Addressing nutritional deficiencies
- Vitamin C is critical for the development of normal cartilage via its ability to synthesis collagen, an essential protein that forms joint cartilage. Additionally studies have demonstrated it’s ability to reduce the progression of osteoarthritis through its potent anti-oxidant action which diminishes the harmful effects of reactive oxygen species that play a role in the pathogenesis of osteoarthritis.
- Vitamin D is necessary for normal turnover of articular cartilage and has the potential to prevent or even stunt cartilage loss, hence may play a protective role against further deterioration.
- Magnesium is an essential trace element that plays a paramount role in bone mineralisation . Magnesium deficiency leads to degradation of chrondocytes (cell component in healthy cartilage) and eventually impacts the health of articular cartilage. Its important to remember that magnesium deficiency cannot be tested via blood pathology methods as only 1% is available in blood, 50-60% is stored in bone tissue and 40% in soft tissue, therefore blood diagnostics are not an accurate measurement.
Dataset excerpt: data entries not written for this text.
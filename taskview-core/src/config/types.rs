//! Configuration data structures for TaskView.
//!
//! - [`TaskViewConfig`]: the root structure, one field per TOML section.
//! - [`LoggingConfig`]: `[logging]`, consumed by [`crate::logging`].
//! - [`StoreConfig`]: `[store]`, the remote task store endpoint and its timeouts.
//! - [`CredentialsConfig`]: `[credentials]`, where the bearer credential is kept.
//!
//! Every struct rejects unknown fields and fills missing ones from [`super::defaults`].

use super::defaults;
use serde::{Deserialize, Serialize};
use std::path::PathBuf;
use std::time::Duration;

/// Configuration settings for the logging subsystem.
///
/// ```
/// use taskview_core::config::LoggingConfig;
///
/// let log_config: LoggingConfig = toml::from_str(r#"
/// level = "debug"
/// format = "json"
/// "#).unwrap();
/// assert_eq!(log_config.level, "debug");
/// assert_eq!(log_config.file_path, None);
/// ```
#[derive(Debug, Clone, PartialEq, Eq, Serialize, Deserialize)]
#[serde(deny_unknown_fields)]
pub struct LoggingConfig {
    /// Minimum level: "trace", "debug", "info", "warn" or "error" (case-insensitive).
    #[serde(default = "defaults::default_log_level")]
    pub level: String,
    /// Optional log file. Relative paths are resolved against the application's
    /// state directory during validation.
    #[serde(default = "defaults::default_log_file_path")]
    pub file_path: Option<PathBuf>,
    /// "text" or "json".
    #[serde(default = "defaults::default_log_format")]
    pub format: String,
}

impl Default for LoggingConfig {
    fn default() -> Self {
        Self {
            level: defaults::default_log_level(),
            file_path: defaults::default_log_file_path(),
            format: defaults::default_log_format(),
        }
    }
}

/// Remote task store endpoint.
#[derive(Debug, Clone, PartialEq, Eq, Serialize, Deserialize)]
#[serde(deny_unknown_fields)]
pub struct StoreConfig {
    /// Base URL; `/tasks` is appended for every request. Stored without a trailing slash.
    #[serde(default = "defaults::default_store_base_url")]
    pub base_url: String,
    #[serde(default = "defaults::default_connect_timeout_secs")]
    pub connect_timeout_secs: u64,
    /// Upper bound for a whole request, response body included.
    #[serde(default = "defaults::default_request_timeout_secs")]
    pub request_timeout_secs: u64,
}

impl StoreConfig {
    pub fn connect_timeout(&self) -> Duration {
        Duration::from_secs(self.connect_timeout_secs)
    }

    pub fn request_timeout(&self) -> Duration {
        Duration::from_secs(self.request_timeout_secs)
    }
}

impl Default for StoreConfig {
    fn default() -> Self {
        Self {
            base_url: defaults::default_store_base_url(),
            connect_timeout_secs: defaults::default_connect_timeout_secs(),
            request_timeout_secs: defaults::default_request_timeout_secs(),
        }
    }
}

/// Location of the persisted bearer credential.
#[derive(Debug, Clone, PartialEq, Eq, Serialize, Deserialize)]
#[serde(deny_unknown_fields)]
pub struct CredentialsConfig {
    /// Key inside the credential file.
    #[serde(default = "defaults::default_credential_key")]
    pub key: String,
    /// JSON key/value file. Relative paths are resolved against the application's
    /// data directory during validation.
    #[serde(default = "defaults::default_credential_file_path")]
    pub file_path: Option<PathBuf>,
}

impl Default for CredentialsConfig {
    fn default() -> Self {
        Self {
            key: defaults::default_credential_key(),
            file_path: defaults::default_credential_file_path(),
        }
    }
}

/// Root configuration structure.
///
/// ```
/// use taskview_core::config::TaskViewConfig;
///
/// let config: TaskViewConfig = toml::from_str(r#"
/// [store]
/// base_url = "https://tasks.example.com/api"
/// "#).unwrap();
/// assert_eq!(config.store.base_url, "https://tasks.example.com/api");
/// assert_eq!(config.logging.level, "info");
/// assert_eq!(config.credentials.key, "accessToken");
/// ```
#[derive(Debug, Clone, PartialEq, Eq, Serialize, Deserialize)]
#[serde(deny_unknown_fields)]
pub struct TaskViewConfig {
    #[serde(default = "defaults::default_logging_config")]
    pub logging: LoggingConfig,
    #[serde(default = "defaults::default_store_config")]
    pub store: StoreConfig,
    #[serde(default = "defaults::default_credentials_config")]
    pub credentials: CredentialsConfig,
}

impl Default for TaskViewConfig {
    fn default() -> Self {
        Self {
            logging: defaults::default_logging_config(),
            store: defaults::default_store_config(),
            credentials: defaults::default_credentials_config(),
        }
    }
}
use async_trait::async_trait;
use reqwest::header::{ACCEPT, USER_AGENT};
use reqwest::{Client, Response};
use std::collections::HashSet;
use taskview_core::config::StoreConfig;
use tracing::{debug, info, warn};

use super::TaskStore;
use crate::credentials::Credential;
use crate::error::{FailureCause, TaskViewError};
use crate::tasks::{Task, TaskDraft};

const TASKS_PATH: &str = "/tasks";
const CLIENT_USER_AGENT: &str = concat!("taskview/", env!("CARGO_PKG_VERSION"));
const MAX_ERROR_BODY_CHARS: usize = 512;

/// [`TaskStore`] over HTTP: `GET` and `POST` on `<base_url>/tasks` with a bearer
/// header, JSON in both directions.
#[derive(Debug, Clone)]
pub struct HttpTaskStore {
    client: Client,
    tasks_url: String,
}

impl HttpTaskStore {
    /// Builds a client with the configured connect and request timeouts.
    pub fn new(config: &StoreConfig) -> Result<Self, reqwest::Error> {
        let client = Client::builder()
            .connect_timeout(config.connect_timeout())
            .timeout(config.request_timeout())
            .build()?;
        Ok(Self::with_client(client, &config.base_url))
    }

    pub fn with_client(client: Client, base_url: &str) -> Self {
        let tasks_url = format!("{}{}", base_url.trim_end_matches('/'), TASKS_PATH);
        Self { client, tasks_url }
    }

    pub fn tasks_url(&self) -> &str {
        &self.tasks_url
    }
}

fn require_credential(credential: &Credential) -> Result<&str, TaskViewError> {
    if credential.is_blank() {
        return Err(TaskViewError::MissingCredential);
    }
    Ok(credential.as_str().trim())
}

fn transport_cause(error: &reqwest::Error) -> FailureCause {
    FailureCause::Transport { message: error.to_string(), timed_out: error.is_timeout() }
}

fn logged(method: &str, url: &str, cause: FailureCause) -> FailureCause {
    warn!(%method, %url, %cause, "Task store request failed");
    cause
}

fn truncate_body(body: &str) -> String {
    let trimmed = body.trim();
    match trimmed.char_indices().nth(MAX_ERROR_BODY_CHARS) {
        Some((cut, _)) => format!("{}...", &trimmed[..cut]),
        None => trimmed.to_string(),
    }
}

/// Splits a response into its body bytes, or the cause of a non-2xx status.
async fn read_success_body(response: Response) -> Result<Vec<u8>, FailureCause> {
    let status = response.status();
    if !status.is_success() {
        let body = response
            .text()
            .await
            .unwrap_or_else(|_| "unable to read error response body".to_string());
        return Err(FailureCause::Status { status: status.as_u16(), body: truncate_body(&body) });
    }
    response.bytes().await.map(|b| b.to_vec()).map_err(|e| transport_cause(&e))
}

fn decode_tasks(body: &[u8]) -> Result<Vec<Task>, FailureCause> {
    let tasks: Vec<Task> = serde_json::from_slice(body).map_err(|e| FailureCause::Decode(e.to_string()))?;
    let mut seen = HashSet::with_capacity(tasks.len());
    for task in &tasks {
        if !seen.insert(task.id) {
            return Err(FailureCause::Decode(format!("duplicate task id {}", task.id)));
        }
    }
    Ok(tasks)
}

#[async_trait]
impl TaskStore for HttpTaskStore {
    async fn fetch_tasks(&self, credential: &Credential) -> Result<Vec<Task>, TaskViewError> {
        let token = require_credential(credential)?;
        debug!(url = %self.tasks_url, "Fetching tasks");

        let response = self
            .client
            .get(&self.tasks_url)
            .header(ACCEPT, "application/json")
            .header(USER_AGENT, CLIENT_USER_AGENT)
            .bearer_auth(token)
            .send()
            .await
            .map_err(|e| TaskViewError::FetchFailed(logged("GET", &self.tasks_url, transport_cause(&e))))?;

        let tasks = match read_success_body(response).await {
            Ok(body) => decode_tasks(&body),
            Err(cause) => Err(cause),
        }
        .map_err(|cause| TaskViewError::FetchFailed(logged("GET", &self.tasks_url, cause)))?;

        debug!(count = tasks.len(), "Fetched tasks");
        Ok(tasks)
    }

    async fn create_task(&self, credential: &Credential, draft: &TaskDraft) -> Result<Task, TaskViewError> {
        let token = require_credential(credential)?;
        debug!(url = %self.tasks_url, title = %draft.title, "Creating task");

        let response = self
            .client
            .post(&self.tasks_url)
            .header(ACCEPT, "application/json")
            .header(USER_AGENT, CLIENT_USER_AGENT)
            .bearer_auth(token)
            .json(draft)
            .send()
            .await
            .map_err(|e| TaskViewError::CreateFailed(logged("POST", &self.tasks_url, transport_cause(&e))))?;

        let task = match read_success_body(response).await {
            Ok(body) => serde_json::from_slice::<Task>(&body).map_err(|e| FailureCause::Decode(e.to_string())),
            Err(cause) => Err(cause),
        }
        .map_err(|cause| TaskViewError::CreateFailed(logged("POST", &self.tasks_url, cause)))?;

        info!(task_id = %task.id, owner = %task.owner_id, "Task created");
        Ok(task)
    }
}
Deficiency is based on symptomology, age and information obtained from assessments of lifestyle and dietary intake.
- Zinc has a functional role as an anti-oxidant and in the inflammatory mediating response. It is a critical component of connective tissue in the health of articular cartilage.
- Elimination or reduction of inflammatory foods such as excess red meat, and total elimination of vegetable oils (e.g canola, sunflower, corn oil) and refined sugars should be considered. Reduction in the consumption of alcohol is also advised due to its deleterious impact on gut health and potential to deplete critical nutrients.
- Anti-inflammatory diet involves a diet rich in anti-oxidants (turmeric, ginger, vitamin c rich foods, brightly coloured vegetables) and essential fatty acids (oily fish such as mackerel, wild salmon, sardines, herring/flaxseeds) to help combat inflammation.
- Gastro-intestinal health is key to maximise absorption of nutrients and prevent nutritional deficiencies. Naturopathic treatments work towards ensuring optimal integrity of intestinal mucosal lining, sufficient production of hydrochloric acid for successful brake down of nutrients and favorable gut colony to ensure absorption of nutrients. It is important to note that pain medications such as non-steroidal anti-inflammatories have a dire effect on integrity of mucosal lining and will impair gut function when used long-term.
- Exercise that involves muscle strengthening and stretching. This exercise should be appropriate for the individual’s constitution and exercise capacity. In most cases gentle exercise is involved with gradual build up in intensity conversant with tolerance.
- Massage to reduce pain, improve mobility and reduce stress associated with pain
- Hydrotherapy involves a specific regime of exercises in a heated pool (between 33 and 36 deg), which may improve physical function, pain, mental health and quality of life of participants. Studies have elucidated the need for maintenance of such exercises on a longer-term basis to elicit sustained improvements, along with the accompaniment of exercise on land for greater outcomes. Studies on knee osteoarthritis alone found the greatest improvement on pain, however no significant changes were observed on stiffness and walking ability.
- Maintenance of healthy body weight to ameliorate joint function, particularly in knee osteoarthritis
- Mind body therapies such as Tai Chi, Qigong, Yoga, Meditation to address emotional health and well-being. Tai chi and Yoga also improve strength, flexibility and balance.
It is advisable that patients consult with a qualified naturopath rather then attempt at self-prescribing due to the complex nature of the condition and requirements. Sound knowledge of nutritional biochemistry and the skilful use of herbal medicines are essential in being able to effectively address complaints. Working alongside a qualified naturopath and other appropriate healthcare professionals ensures all facets of the condition are addressed for long-term sustainable results.